Issue 17, 2017
From the journal:

Organic & Biomolecular Chemistry

syn-Selective crotylation of aldehydes using bismuth-crotyl bromide-(1-butyl-3-methylimidazolium bromide) combination: some synthetic applications

Dibakar Goswami,a   Mrunesh R. Koli,a   Sucheta Chatterjee,a   Subrata Chattopadhyaya  and  Anubha Sharma ORCID logo *a  

* Corresponding authors

a Bio-Organic Division, Bhabha Atomic Research Centre, Mumbai 400085, India
E-mail: anubhas@barc.gov.in
Fax: +91 22 25505151

Abstract

The Bi-[bmim][Br] combination has been found to offer high syn-selectivity in the crotylation of aldehydes with crotyl bromide using practically stoichiometric amounts of the reagents.

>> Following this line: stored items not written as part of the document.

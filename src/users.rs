use std::path::Path;

use serde::{Deserialize, Serialize};

use crate::csv_table::CsvTable;

#[derive(Debug, Clone, PartialEq, Eq, Serialize, Deserialize)]
pub struct User {
    pub id: u64,
    pub name: String,
}

pub trait UserDirectory: Send + Sync {
    fn get(&self, id: u64) -> anyhow::Result<Option<User>>;
    fn create(&self, name: &str) -> anyhow::Result<User>;
    fn list(&self) -> anyhow::Result<Vec<User>>;

    fn exists(&self, id: u64) -> anyhow::Result<bool> {
        Ok(self.get(id)?.is_some())
    }
}

pub struct UserTable {
    table: CsvTable<User>,
}

impl UserTable {
    pub fn load(path: impl AsRef<Path>) -> anyhow::Result<Self> {
        Ok(Self {
            table: CsvTable::load(path)?,
        })
    }
}

impl UserDirectory for UserTable {
    fn get(&self, id: u64) -> anyhow::Result<Option<User>> {
        Ok(self.table.read()?.iter().find(|u| u.id == id).cloned())
    }

    fn create(&self, name: &str) -> anyhow::Result<User> {
        self.table.modify(|rows| {
            let id = rows.iter().map(|u| u.id).max().unwrap_or(0) + 1;
            let user = User {
                id,
                name: name.trim().to_string(),
            };
            rows.push(user.clone());
            user
        })
    }

    fn list(&self) -> anyhow::Result<Vec<User>> {
        Ok(self.table.read()?.clone())
    }
}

The room temperature ionic liquid (RTIL), [bmim][Br], activated Bi metal in the presence of oxygen to produce crotylbismuthdibromide, which reacted with the aldehydes at room temperature. The major antisyn diastereomeric product obtained from the crotylation of (R)-cyclohexylideneglyceraldehyde was utilized for the synthesis of dictyostatin and cryptophycin segments, and (+)-cis-aerangis lactone, using standard synthetic protocols.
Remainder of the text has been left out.